Replacing your rotors with a new set is your only option, as there is no realistic way to properly resurface them. Even if you could, by the time they were machined to a proper surface, they’d be well under the discard specification. We outfitted our classic Honda 250R with a new set of rotors from DP Brakes. Our DP rotors were slightly thicker than stock, and had more effective cooling slots than our stock rotors to keep our braking system cool and powerful.
Over time, crud and corrosion can build up between the brake caliper and the pistons. There are rubber boots to keep this to a minimum, but let’s face it… we’re driving dirt toys here. The caliper pistons need to be able to float freely in order to transfer hydraulic pressure to the brake pad when the brakes are applied and to back off slightly when the brake is released so there isn’t excessive drag. A slightly stuck piston will often free up when pushed out (applying brakes slightly with the caliper/pads removed) and pushed back in with a pliers or C-clamp. A little bit of silicone lubricant will usually help to free things up. Make sure your brake pistons fully retract into the caliper with a modest amount of pressure. If they don’t, repair or replacement of the caliper may be your only option.
CALIPER GUIDE PINS
In most ATV and SXS applications, a floating caliper is used to compensate for brake wear and any movement in the brake rotor. Your caliper rides on guide pins that have to be clean and lubricated to facilitate that movement as well as to compensate for wear. Just like with the brake pistons, dirt and corrosion will accumulate and keep the caliper slides from moving freely. Remove the caliper pins, clean them thoroughly and apply high quality brake lubricant. Also, make sure the rubber boots are in good shape to keep future crud out of the pins.

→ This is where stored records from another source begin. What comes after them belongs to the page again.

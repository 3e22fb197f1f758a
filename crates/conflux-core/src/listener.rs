//! Lifecycle listener trait.

use std::sync::Arc;

use crate::component::Component;
use crate::id::{SlotId, TickId};

/// Subscriber to engine lifecycle notifications.
///
/// All methods are delivered on a single dedicated event thread,
/// strictly FIFO relative to submission order, and decoupled from the
/// worker pool: a slow listener can never stall coupling propagation
/// or component execution. Listeners observe ticks asynchronously and
/// must tolerate tick N's notifications arriving after tick N+1 has
/// already started on the driver side.
///
/// All methods default to no-ops so implementors only override what
/// they observe.
pub trait UpdateListener: Send + Sync {
    /// A component's update has started executing.
    ///
    /// `slot` identifies the pool worker that began the component's
    /// first part (diagnostic value only).
    fn component_update_started(&self, component: &Arc<dyn Component>, tick: TickId, slot: SlotId) {
        let _ = (component, tick, slot);
    }

    /// All of a component's update parts have completed.
    fn component_update_finished(&self, component: &Arc<dyn Component>, tick: TickId, slot: SlotId) {
        let _ = (component, tick, slot);
    }

    /// Coupling propagation for the given tick has completed.
    fn couplings_updated(&self, tick: TickId) {
        let _ = tick;
    }

    /// The worker pool was replaced with a new thread count.
    fn thread_count_changed(&self, threads: usize) {
        let _ = threads;
    }

    /// An update part or the tick itself failed.
    ///
    /// `component` is `None` when the failure happened outside any
    /// component (e.g. coupling propagation). Fired exactly once per
    /// failure; the engine remains runnable afterwards.
    fn update_failed(&self, component: Option<&str>, tick: TickId, reason: &str) {
        let _ = (component, tick, reason);
    }
}
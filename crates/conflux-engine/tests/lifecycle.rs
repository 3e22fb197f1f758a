//! End-to-end lifecycle tests for [`UpdateCoordinator`]: single-step
//! semantics, the continuous loop, stop latency, pool resizing, and
//! failure recovery, all observed through a recording listener.

use std::sync::atomic::{AtomicUsize, Ordering};
use std::sync::{Arc, Mutex};
use std::time::{Duration, Instant};

use conflux_core::{ConfigError, CouplingManager, TaskSyncHook, TickId};
use conflux_engine::{EngineConfig, UpdateCoordinator};
use conflux_test_utils::{
    CountingCouplings, FailingPart, ListenerEvent, RecordingListener, StaticWorkspace,
    TestComponent,
};

const DEADLINE: Duration = Duration::from_secs(10);

fn engine(
    workspace: Arc<StaticWorkspace>,
    threads: usize,
) -> (UpdateCoordinator, Arc<CountingCouplings>) {
    let couplings = Arc::new(CountingCouplings::new());
    let coordinator = UpdateCoordinator::new(
        workspace,
        Arc::clone(&couplings) as Arc<dyn CouplingManager>,
        EngineConfig {
            threads: Some(threads),
            ..EngineConfig::default()
        },
    )
    .expect("engine construction");
    (coordinator, couplings)
}

fn wait_until(mut condition: impl FnMut() -> bool, what: &str) {
    let deadline = Instant::now() + DEADLINE;
    while !condition() {
        assert!(Instant::now() < deadline, "timed out waiting for {what}");
        std::thread::sleep(Duration::from_millis(2));
    }
}

#[test]
fn run_once_emits_couplings_then_component_bracket() {
    let a = TestComponent::new("a").with_parts(2);
    let workspace = Arc::new(StaticWorkspace::new(vec![a.share()]));
    let (engine, _) = engine(workspace, 2);
    let listener = Arc::new(RecordingListener::new());
    engine.add_listener(listener.clone());

    assert_eq!(engine.run_once().unwrap(), TickId(1));
    // couplings + started + finished
    let events = listener.wait_for_events(3);

    assert!(matches!(events[0], ListenerEvent::Couplings { tick: TickId(1) }));
    let started = events
        .iter()
        .position(|e| matches!(e, ListenerEvent::Started { .. }))
        .expect("started event");
    let finished = events
        .iter()
        .position(|e| matches!(e, ListenerEvent::Finished { .. }))
        .expect("finished event");
    assert!(started < finished);
    assert_eq!(events.len(), 3);
    assert_eq!(a.parts_run(), 2);
}

#[test]
fn loop_ticks_are_monotonic_and_stop_is_clean() {
    let workspace = Arc::new(StaticWorkspace::new(vec![
        TestComponent::new("c").with_parts(1).share(),
    ]));
    let (engine, couplings) = engine(workspace, 2);

    engine.run();
    wait_until(|| engine.time().0 >= 5, "five completed ticks");
    engine.stop();
    wait_until(|| !engine.is_running(), "stop flag");

    // The loop observes the flag between ticks; once run_once succeeds
    // the loop has fully exited.
    let deadline = Instant::now() + DEADLINE;
    let settled = loop {
        match engine.run_once() {
            Ok(t) => break t,
            Err(ConfigError::EngineRunning { .. }) => {
                assert!(Instant::now() < deadline, "loop never exited");
                std::thread::sleep(Duration::from_millis(2));
            }
            Err(other) => panic!("unexpected error {other}"),
        }
    };
    assert!(settled.0 >= 6);
    assert_eq!(engine.time(), settled);
    assert!(couplings.calls() as u64 >= settled.0);
}

#[test]
fn empty_workspace_loop_never_advances_or_notifies() {
    let workspace = Arc::new(StaticWorkspace::new(vec![]));
    let (engine, couplings) = engine(workspace, 2);
    let listener = Arc::new(RecordingListener::new());
    engine.add_listener(listener.clone());

    engine.run();
    std::thread::sleep(Duration::from_millis(50));
    engine.stop();

    assert_eq!(engine.time(), TickId(0));
    assert_eq!(couplings.calls(), 0);
    assert!(listener.events().is_empty());
}

#[test]
fn component_added_while_running_joins_later_ticks() {
    let workspace = Arc::new(StaticWorkspace::new(vec![
        TestComponent::new("first").with_parts(1).share(),
    ]));
    let (engine, _) = engine(Arc::clone(&workspace), 2);

    engine.run();
    wait_until(|| engine.time().0 >= 2, "warm-up ticks");

    let late = TestComponent::new("late").with_parts(1);
    workspace.push(late.share());
    wait_until(|| late.parts_run() >= 1, "late component to run");
    engine.stop();
}

#[test]
fn resize_while_stopped_notifies_and_runs_full_ticks() {
    let a = TestComponent::new("a").with_parts(4);
    let workspace = Arc::new(StaticWorkspace::new(vec![a.share()]));
    let (engine, _) = engine(workspace, 1);
    let listener = Arc::new(RecordingListener::new());
    engine.add_listener(listener.clone());

    engine.set_num_threads(4).unwrap();
    assert_eq!(engine.num_threads(), 4);

    assert_eq!(engine.run_once().unwrap(), TickId(1));
    assert_eq!(a.parts_run(), 4, "no part may be lost across a resize");

    // thread-count + couplings + started + finished
    let events = listener.wait_for_events(4);
    assert!(
        events.contains(&ListenerEvent::ThreadCount { threads: 4 }),
        "thread_count_changed must fire"
    );
}

#[test]
fn resize_while_running_is_rejected_and_loses_nothing() {
    let a = TestComponent::new("a").with_parts(2);
    let workspace = Arc::new(StaticWorkspace::new(vec![a.share()]));
    let (engine, _) = engine(workspace, 2);

    engine.run();
    assert_eq!(
        engine.set_num_threads(8),
        Err(ConfigError::EngineRunning {
            operation: "set_num_threads"
        })
    );
    assert_eq!(engine.num_threads(), 2);

    wait_until(|| engine.time().0 >= 3, "ticks despite rejected resize");
    engine.stop();
    drop(engine); // joins the driver; any in-flight tick is complete
    assert_eq!(a.parts_run() % 2, 0, "every completed tick ran both parts");
}

#[test]
fn failed_part_does_not_poison_subsequent_ticks() {
    let flaky = TestComponent::new("flaky")
        .with_parts(1)
        .with_part(FailingPart::new("sensor offline"));
    let steady = TestComponent::new("steady").with_parts(1);
    let workspace = Arc::new(StaticWorkspace::new(vec![flaky.share(), steady.share()]));
    let (engine, _) = engine(workspace, 2);
    let listener = Arc::new(RecordingListener::new());
    engine.add_listener(listener.clone());

    assert_eq!(engine.run_once().unwrap(), TickId(1));
    assert_eq!(engine.run_once().unwrap(), TickId(2));
    assert_eq!(steady.parts_run(), 2);

    // per tick: couplings + 2 x (started + finished) + 1 failure
    let events = listener.wait_for_events(12);
    let failures = events
        .iter()
        .filter(|e| matches!(e, ListenerEvent::Failed { .. }))
        .count();
    assert_eq!(failures, 2, "one failure report per tick");
}

#[test]
fn in_flight_tick_completes_after_stop() {
    let slow = TestComponent::new("slow").with_sleeping_part(Duration::from_millis(30));
    let workspace = Arc::new(StaticWorkspace::new(vec![slow.share()]));
    let (engine, couplings) = engine(workspace, 1);

    engine.run();
    wait_until(|| couplings.calls() >= 1, "first tick to begin");
    engine.stop();

    // stop() never aborts a tick: once couplings ran, the tick counter
    // must eventually reflect that tick.
    wait_until(|| engine.time().0 >= 1, "in-flight tick to complete");
}

/// Hook that records its bracket calls.
#[derive(Default)]
struct RecordingHook {
    log: Mutex<Vec<&'static str>>,
    run_calls: AtomicUsize,
}

impl RecordingHook {
    fn log(&self) -> Vec<&'static str> {
        self.log.lock().unwrap().clone()
    }
}

impl TaskSyncHook for RecordingHook {
    fn queue_tasks(&self) {
        self.log.lock().unwrap().push("queue");
    }

    fn release_tasks(&self) {
        self.log.lock().unwrap().push("release");
    }

    fn run_tasks(&self) {
        self.log.lock().unwrap().push("run");
        self.run_calls.fetch_add(1, Ordering::SeqCst);
    }
}

#[test]
fn run_once_brackets_the_tick_with_the_hook() {
    let workspace = Arc::new(StaticWorkspace::new(vec![
        TestComponent::new("c").with_parts(1).share(),
    ]));
    let (engine, _) = engine(workspace, 1);
    let hook = Arc::new(RecordingHook::default());
    engine.set_sync_hook(Some(hook.clone()));

    engine.run_once().unwrap();
    assert_eq!(hook.log(), vec!["queue", "release", "run"]);
}

#[test]
fn loop_queues_once_runs_per_tick_and_releases_at_exit() {
    let workspace = Arc::new(StaticWorkspace::new(vec![
        TestComponent::new("c").with_parts(1).share(),
    ]));
    let (engine, _) = engine(workspace, 1);
    let hook = Arc::new(RecordingHook::default());
    engine.set_sync_hook(Some(hook.clone()));

    engine.run();
    wait_until(|| hook.run_calls.load(Ordering::SeqCst) >= 3, "per-tick run_tasks");
    engine.stop();
    wait_until(
        || {
            let log = hook.log();
            log.contains(&"release") && log.last() == Some(&"run")
        },
        "final run_tasks after release",
    );

    let log = hook.log();
    assert_eq!(log.first(), Some(&"queue"));
    assert_eq!(log.iter().filter(|s| **s == "queue").count(), 1);
    assert_eq!(log.iter().filter(|s| **s == "release").count(), 1);
    let release_at = log.iter().position(|s| *s == "release").unwrap();
    assert!(
        log[1..release_at].iter().all(|s| *s == "run"),
        "between queue and release only run_tasks may appear"
    );
    assert_eq!(log.last(), Some(&"run"), "one final drain after release");
}

#[test]
fn stale_loop_command_does_not_rebracket_hook() {
    let workspace = Arc::new(StaticWorkspace::new(vec![
        TestComponent::new("slow")
            .with_sleeping_part(Duration::from_millis(100))
            .share(),
    ]));
    let (engine, couplings) = engine(workspace, 1);
    let hook = Arc::new(RecordingHook::default());
    engine.set_sync_hook(Some(hook.clone()));

    engine.run();
    wait_until(|| couplings.calls() >= 1, "first tick to begin");
    // Flip the run flag off and on while the tick is still in flight.
    // The second loop command is stale by the time the driver dequeues
    // it and must not invoke the hook around zero ticks.
    engine.stop();
    engine.run();
    engine.stop();
    drop(engine); // joins the driver; every queued command is processed

    let log = hook.log();
    assert_eq!(log.iter().filter(|s| **s == "queue").count(), 1);
    assert_eq!(log.iter().filter(|s| **s == "release").count(), 1);
}

#[test]
fn removing_a_listener_silences_it() {
    let workspace = Arc::new(StaticWorkspace::new(vec![
        TestComponent::new("c").with_parts(1).share(),
    ]));
    let (engine, _) = engine(workspace, 1);
    let listener = Arc::new(RecordingListener::new());
    let id = engine.add_listener(listener.clone());

    engine.run_once().unwrap();
    let seen = listener.wait_for_events(3).len();

    assert!(engine.remove_listener(id));
    engine.run_once().unwrap();
    std::thread::sleep(Duration::from_millis(30));
    assert_eq!(listener.events().len(), seen);
}
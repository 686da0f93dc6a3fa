/// Server configuration loaded from environment variables.
///
/// All fields have sensible defaults suitable for local development.
/// In production, override via environment variables.
#[derive(Debug, Clone)]
pub struct ServerConfig {
    /// Bind address (default: `0.0.0.0`).
    pub host: String,
    /// Bind port (default: `8000`).
    pub port: u16,
    /// Allowed CORS origins, parsed from comma-separated `CORS_ORIGINS` env var.
    pub cors_origins: Vec<String>,
    /// HTTP request timeout in seconds (default: `330`). Must stay above the
    /// query polling deadline, or report downloads get cut off mid-poll.
    pub request_timeout_secs: u64,
    /// Deployment environment name (default: `development`).
    pub environment: String,
}

impl ServerConfig {
    /// Load configuration from environment variables with defaults.
    ///
    /// | Env Var                | Default                    |
    /// |------------------------|----------------------------|
    /// | `HOST`                 | `0.0.0.0`                  |
    /// | `PORT`                 | `8000`                     |
    /// | `CORS_ORIGINS`         | `http://localhost:5173`    |
    /// | `REQUEST_TIMEOUT_SECS` | `330`                      |
    /// | `ENVIRONMENT`          | `development`              |
    pub fn from_env() -> Self {
        let host = std::env::var("HOST").unwrap_or_else(|_| "0.0.0.0".into());

        let port: u16 = std::env::var("PORT")
            .unwrap_or_else(|_| "8000".into())
            .parse()
            .expect("PORT must be a valid u16");

        let cors_origins: Vec<String> = std::env::var("CORS_ORIGINS")
            .unwrap_or_else(|_| "http://localhost:5173".into())
            .split(',')
            .map(|s| s.trim().to_string())
            .filter(|s| !s.is_empty())
            .collect();

        let request_timeout_secs: u64 = std::env::var("REQUEST_TIMEOUT_SECS")
            .unwrap_or_else(|_| "330".into())
            .parse()
            .expect("REQUEST_TIMEOUT_SECS must be a valid u64");

        let environment =
            std::env::var("ENVIRONMENT").unwrap_or_else(|_| "development".into());

        Self {
            host,
            port,
            cors_origins,
            request_timeout_secs,
            environment,
        }
    }

    /// Whether the raw-query development routes are mounted.
    pub fn dev_routes_enabled(&self) -> bool {
        matches!(self.environment.as_str(), "development" | "devel")
    }
}

// ---------------------------------------------------------------------------
// Tests
// ---------------------------------------------------------------------------

#[cfg(test)]
mod tests {
    use super::*;

    fn config_for(environment: &str) -> ServerConfig {
        ServerConfig {
            host: "127.0.0.1".to_string(),
            port: 0,
            cors_origins: vec![],
            request_timeout_secs: 330,
            environment: environment.to_string(),
        }
    }

    #[test]
    fn dev_routes_enabled_in_development() {
        assert!(config_for("development").dev_routes_enabled());
        assert!(config_for("devel").dev_routes_enabled());
    }

    #[test]
    fn dev_routes_disabled_elsewhere() {
        assert!(!config_for("production").dev_routes_enabled());
        assert!(!config_for("staging").dev_routes_enabled());
        // Matching is exact, not prefix-based.
        assert!(!config_for("Development").dev_routes_enabled());
    }
}
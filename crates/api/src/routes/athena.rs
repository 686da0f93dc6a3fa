//! Warehouse connectivity checks and ad-hoc query endpoints.
//!
//! The health endpoints are always mounted. The query endpoints expose raw
//! SQL access and are only mounted in development environments.

use std::collections::BTreeMap;

use axum::extract::{Path, Query, State};
use axum::routing::{get, post};
use axum::{Json, Router};
use serde::{Deserialize, Serialize};

use fleetpulse_athena::{AthenaError, ConnectionReport, QueryRequest, QuerySubmission};
use fleetpulse_core::QueryTable;

use crate::config::ServerConfig;
use crate::error::{AppError, AppResult};
use crate::response::DataResponse;
use crate::state::AppState;

// ---------------------------------------------------------------------------
// Request / response payloads
// ---------------------------------------------------------------------------

/// Optional `?database=` query parameter shared by several endpoints.
#[derive(Debug, Deserialize)]
pub struct DatabaseParam {
    database: Option<String>,
}

impl DatabaseParam {
    fn key_or_default(&self, state: &AppState) -> String {
        self.database
            .clone()
            .unwrap_or_else(|| state.executor.default_database().to_string())
    }
}

/// Health summary across every configured database.
#[derive(Debug, Serialize)]
struct AllDatabasesHealth {
    service: &'static str,
    results: BTreeMap<String, CheckOutcome>,
}

/// Per-database outcome inside [`AllDatabasesHealth`].
///
/// Healthy entries serialize as the connection report itself; unhealthy
/// entries as a `{ status, message }` object.
#[derive(Debug, Serialize)]
#[serde(untagged)]
enum CheckOutcome {
    Healthy(ConnectionReport),
    Unhealthy {
        status: &'static str,
        message: String,
    },
}

/// Query result payload: the table plus a row count for convenience.
#[derive(Debug, Serialize)]
struct QueryResults {
    #[serde(flatten)]
    table: QueryTable,
    row_count: usize,
}

impl From<QueryTable> for QueryResults {
    fn from(table: QueryTable) -> Self {
        let row_count = table.row_count();
        Self { table, row_count }
    }
}

// ---------------------------------------------------------------------------
// Handlers
// ---------------------------------------------------------------------------

/// GET /athena/health -- connectivity check for one database.
async fn athena_health(
    State(state): State<AppState>,
    Query(params): Query<DatabaseParam>,
) -> AppResult<Json<ConnectionReport>> {
    let key = params.key_or_default(&state);
    let report = state
        .executor
        .check_connection(&key)
        .await
        .map_err(health_error)?;
    Ok(Json(report))
}

/// GET /athena/health/all -- connectivity check for every configured database.
///
/// Always answers 200; per-database failures are reported in the body so one
/// broken database does not mask the state of the others.
async fn athena_health_all(State(state): State<AppState>) -> Json<AllDatabasesHealth> {
    let keys: Vec<String> = state.executor.databases().keys().cloned().collect();

    let mut results = BTreeMap::new();
    for key in keys {
        let outcome = match state.executor.check_connection(&key).await {
            Ok(report) => CheckOutcome::Healthy(report),
            Err(err) => CheckOutcome::Unhealthy {
                status: "unhealthy",
                message: err.to_string(),
            },
        };
        results.insert(key, outcome);
    }

    Json(AllDatabasesHealth {
        service: "aws-athena",
        results,
    })
}

/// GET /athena/databases -- the configured database key/name map.
async fn list_databases(
    State(state): State<AppState>,
) -> Json<DataResponse<BTreeMap<String, String>>> {
    let databases: BTreeMap<String, String> = state
        .executor
        .databases()
        .iter()
        .map(|(key, name)| (key.clone(), name.clone()))
        .collect();
    Json(DataResponse::new(databases))
}

/// POST /athena/query -- submit a query and return its execution id.
async fn submit_query(
    State(state): State<AppState>,
    Json(request): Json<QueryRequest>,
) -> AppResult<Json<DataResponse<QuerySubmission>>> {
    validate_query(&request.query)?;
    let database_key = request.database_key_or(state.executor.default_database());
    let submission = state
        .executor
        .start_query(database_key, &request.query)
        .await?;
    Ok(Json(DataResponse::new(submission)))
}

/// POST /athena/query/sync -- run a query to completion and return its rows.
async fn execute_query_sync(
    State(state): State<AppState>,
    Json(request): Json<QueryRequest>,
) -> AppResult<Json<DataResponse<QueryResults>>> {
    validate_query(&request.query)?;
    let table = state.executor.execute_and_wait(&request).await?;
    Ok(Json(DataResponse::new(table.into())))
}

/// GET /athena/query/{execution_id} -- fetch results for a finished query.
async fn query_results(
    State(state): State<AppState>,
    Path(execution_id): Path<String>,
    Query(params): Query<DatabaseParam>,
) -> AppResult<Json<DataResponse<QueryResults>>> {
    let key = params.key_or_default(&state);
    let table = state.executor.fetch_results(&key, &execution_id).await?;
    Ok(Json(DataResponse::new(table.into())))
}

// ---------------------------------------------------------------------------
// Helpers
// ---------------------------------------------------------------------------

fn validate_query(query: &str) -> AppResult<()> {
    if query.trim().is_empty() {
        return Err(AppError::BadRequest("Query must not be empty".into()));
    }
    Ok(())
}

/// Map connectivity failures for the single-database health endpoint.
///
/// An unknown key stays a 400; anything else means the warehouse could not
/// be reached and surfaces as 503.
fn health_error(err: AthenaError) -> AppError {
    match err {
        AthenaError::UnknownDatabase(_) => AppError::from(err),
        other => AppError::ServiceUnavailable(other.to_string()),
    }
}

/// Mount warehouse routes (intended to be nested under `/athena`).
pub fn router(config: &ServerConfig) -> Router<AppState> {
    let mut router = Router::new()
        .route("/health", get(athena_health))
        .route("/health/all", get(athena_health_all));

    if config.dev_routes_enabled() {
        router = router
            .route("/databases", get(list_databases))
            .route("/query", post(submit_query))
            .route("/query/sync", post(execute_query_sync))
            .route("/query/{execution_id}", get(query_results));
    }

    router
}
use axum::{routing::get, Json, Router};
use chrono::Utc;
use serde::Serialize;

use crate::state::AppState;

/// Health check response payload.
#[derive(Serialize)]
pub struct HealthResponse {
    /// Overall service status.
    pub status: &'static str,
    /// Crate version from Cargo.toml.
    pub version: &'static str,
    /// Server time (RFC 3339).
    pub timestamp: String,
}

/// GET /health -- liveness probe.
///
/// Reports only that the process is up. Warehouse connectivity has its own
/// endpoints under `/api/v1/athena/health`, so a slow or broken Athena
/// never fails the liveness check.
async fn health_check() -> Json<HealthResponse> {
    Json(HealthResponse {
        status: "ok",
        version: env!("CARGO_PKG_VERSION"),
        timestamp: Utc::now().to_rfc3339(),
    })
}

/// Mount health check routes (intended for root-level, NOT under `/api/v1`).
pub fn router() -> Router<AppState> {
    Router::new().route("/health", get(health_check))
}
//! Report download endpoints.

use axum::body::Body;
use axum::extract::{Query, State};
use axum::http::{header, StatusCode};
use axum::response::Response;
use axum::routing::get;
use axum::Router;
use chrono::Utc;
use serde::Deserialize;

use fleetpulse_athena::DEFAULT_QUERY_TIMEOUT_SECS;
use fleetpulse_core::window::DEFAULT_TRAILING_WEEKS;

use crate::error::AppResult;
use crate::reports::{generate_client_activity_report, ReportParams};
use crate::state::AppState;

const XLSX_CONTENT_TYPE: &str =
    "application/vnd.openxmlformats-officedocument.spreadsheetml.sheet";

/// Query parameters for the client-activity report.
#[derive(Debug, Deserialize)]
pub struct ReportQuery {
    /// Logical database key; falls back to the configured default.
    database: Option<String>,
    /// Number of trailing complete weeks to report on.
    #[serde(default = "default_weeks")]
    weeks: usize,
    /// Query poll deadline in seconds.
    #[serde(default = "default_timeout_secs")]
    timeout_secs: u64,
}

fn default_weeks() -> usize {
    DEFAULT_TRAILING_WEEKS
}

fn default_timeout_secs() -> u64 {
    DEFAULT_QUERY_TIMEOUT_SECS
}

/// GET /reports/client-activity -- generate and download the weekly
/// client-activity workbook.
async fn client_activity_report(
    State(state): State<AppState>,
    Query(params): Query<ReportQuery>,
) -> AppResult<Response> {
    let database_key = params
        .database
        .unwrap_or_else(|| state.executor.default_database().to_string());
    let report_params = ReportParams {
        database_key,
        weeks: params.weeks,
        timeout_secs: params.timeout_secs,
    };

    let artifact = generate_client_activity_report(
        state.executor.as_ref(),
        &report_params,
        Utc::now().date_naive(),
    )
    .await?;

    // All header values are static or numeric, so the builder cannot fail.
    let response = Response::builder()
        .status(StatusCode::OK)
        .header(header::CONTENT_TYPE, XLSX_CONTENT_TYPE)
        .header(
            header::CONTENT_DISPOSITION,
            format!("attachment; filename=\"{}\"", artifact.file_name),
        )
        .header("x-report-rows", artifact.row_count.to_string())
        .body(Body::from(artifact.bytes))
        .unwrap();
    Ok(response)
}

/// Mount report routes (intended to be nested under `/reports`).
pub fn router() -> Router<AppState> {
    Router::new().route("/client-activity", get(client_activity_report))
}
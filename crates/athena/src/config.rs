//! Athena connection settings loaded from environment variables.

use std::collections::HashMap;

use crate::error::AthenaError;

/// Athena connection settings.
///
/// Credentials are deliberately absent: the SDK's default provider chain
/// picks them up (env vars, shared config file, instance metadata).
#[derive(Debug, Clone)]
pub struct AthenaSettings {
    /// AWS region queries run in.
    pub region: String,
    /// S3 prefix where Athena stages query results.
    pub output_location: String,
    /// Logical database key → Athena database name.
    pub databases: HashMap<String, String>,
    /// Key used when a request does not name a database.
    pub default_database: String,
}

impl AthenaSettings {
    /// Load settings from environment variables.
    ///
    /// | Env Var                     | Default                 |
    /// |-----------------------------|-------------------------|
    /// | `AWS_REGION`                | `us-west-2`             |
    /// | `ATHENA_S3_OUTPUT_LOCATION` | *(required)*            |
    /// | `ATHENA_DATABASES`          | `{"bustrax": "s3_bustrax", "analytics": "s3_prod_analytics"}` |
    /// | `ATHENA_DEFAULT_DATABASE`   | `bustrax`               |
    ///
    /// `ATHENA_DATABASES` is a JSON object mapping logical keys to Athena
    /// database names. Panics on a missing output location or a malformed
    /// map -- misconfiguration should fail at startup, not at query time.
    pub fn from_env() -> Self {
        let region = std::env::var("AWS_REGION").unwrap_or_else(|_| "us-west-2".into());

        let output_location = std::env::var("ATHENA_S3_OUTPUT_LOCATION")
            .expect("ATHENA_S3_OUTPUT_LOCATION must be set");

        let databases = match std::env::var("ATHENA_DATABASES") {
            Ok(raw) => parse_database_map(&raw)
                .unwrap_or_else(|e| panic!("ATHENA_DATABASES must be a JSON object: {e}")),
            Err(_) => default_database_map(),
        };

        let default_database =
            std::env::var("ATHENA_DEFAULT_DATABASE").unwrap_or_else(|_| "bustrax".into());

        Self {
            region,
            output_location,
            databases,
            default_database,
        }
    }

    /// Resolve a logical database key to its Athena database name.
    pub fn resolve(&self, key: &str) -> Result<&str, AthenaError> {
        self.databases
            .get(key)
            .map(String::as_str)
            .ok_or_else(|| AthenaError::UnknownDatabase(key.to_string()))
    }
}

/// Parse the `ATHENA_DATABASES` JSON object.
pub fn parse_database_map(raw: &str) -> Result<HashMap<String, String>, serde_json::Error> {
    serde_json::from_str(raw)
}

fn default_database_map() -> HashMap<String, String> {
    HashMap::from([
        ("bustrax".to_string(), "s3_bustrax".to_string()),
        ("analytics".to_string(), "s3_prod_analytics".to_string()),
    ])
}

// ---------------------------------------------------------------------------
// Tests
// ---------------------------------------------------------------------------
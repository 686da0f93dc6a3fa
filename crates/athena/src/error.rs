#[derive(Debug, thiserror::Error)]
pub enum AthenaError {
    /// No database is configured under the requested key.
    #[error("Unknown database key: '{0}'")]
    UnknownDatabase(String),

    /// An SDK call failed (credentials, network, throttling, ...).
    #[error("Athena request failed: {0}")]
    Request(String),

    /// The query reached a terminal non-success state.
    #[error("Query {state}: {reason}")]
    QueryFailed { state: String, reason: String },

    /// The query did not finish within the polling deadline.
    #[error("Query timeout after {seconds} seconds")]
    Timeout { seconds: u64 },
}
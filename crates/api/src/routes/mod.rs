pub mod athena;
pub mod health;
pub mod reports;

use axum::Router;

use crate::config::ServerConfig;
use crate::state::AppState;

/// Build the `/api/v1` route tree.
///
/// Route hierarchy:
///
/// ```text
/// /reports/client-activity             weekly activity workbook (GET, xlsx)
///
/// /athena/health                       connectivity for one database (GET)
/// /athena/health/all                   connectivity for all databases (GET)
///
/// Development only (`ENVIRONMENT` = development | devel):
/// /athena/databases                    configured database map (GET)
/// /athena/query                        submit a query, return its id (POST)
/// /athena/query/sync                   run a query to completion (POST)
/// /athena/query/{execution_id}         fetch results by execution id (GET)
/// ```
pub fn api_routes(config: &ServerConfig) -> Router<AppState> {
    Router::new()
        // Report downloads.
        .nest("/reports", reports::router())
        // Warehouse connectivity and ad-hoc queries.
        .nest("/athena", athena::router(config))
}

Brake fluid is probably the most overlooked component of a braking system. Brake fluid has many purposes in a braking system. It has to transmit force from the master cylinder piston to the caliper pistons as well as lubricate the internal components, and even help to transfer heat away from your brake caliper pistons. Over time your fluid will become contaminated with wear particles from the braking system, water, and dirt. At this point, it can’t effectively do any of the jobs mentioned and your braking performance suffers. Flushing your old brake fluid out of the system and replacing it with fresh fluid will make a HUGE difference in the feel and performance of your brakes. A little hint: brake fluid is hygroscopic, meaning it will draw moisture from the atmosphere and become fouled with water which can drastically decrease brake fluid longevity and performance. Keep your master cylinder reservoir as well as your brake fluid containers closed at all times that you aren’t filling your reservoir!
These four areas are often the difference between a backyard fix and a professional brake job. They can usually be done for a reasonable price or simply a little bit of extra time. With some extra attention to detail, you can have your off-road vehicle stopping like new again -maybe even better.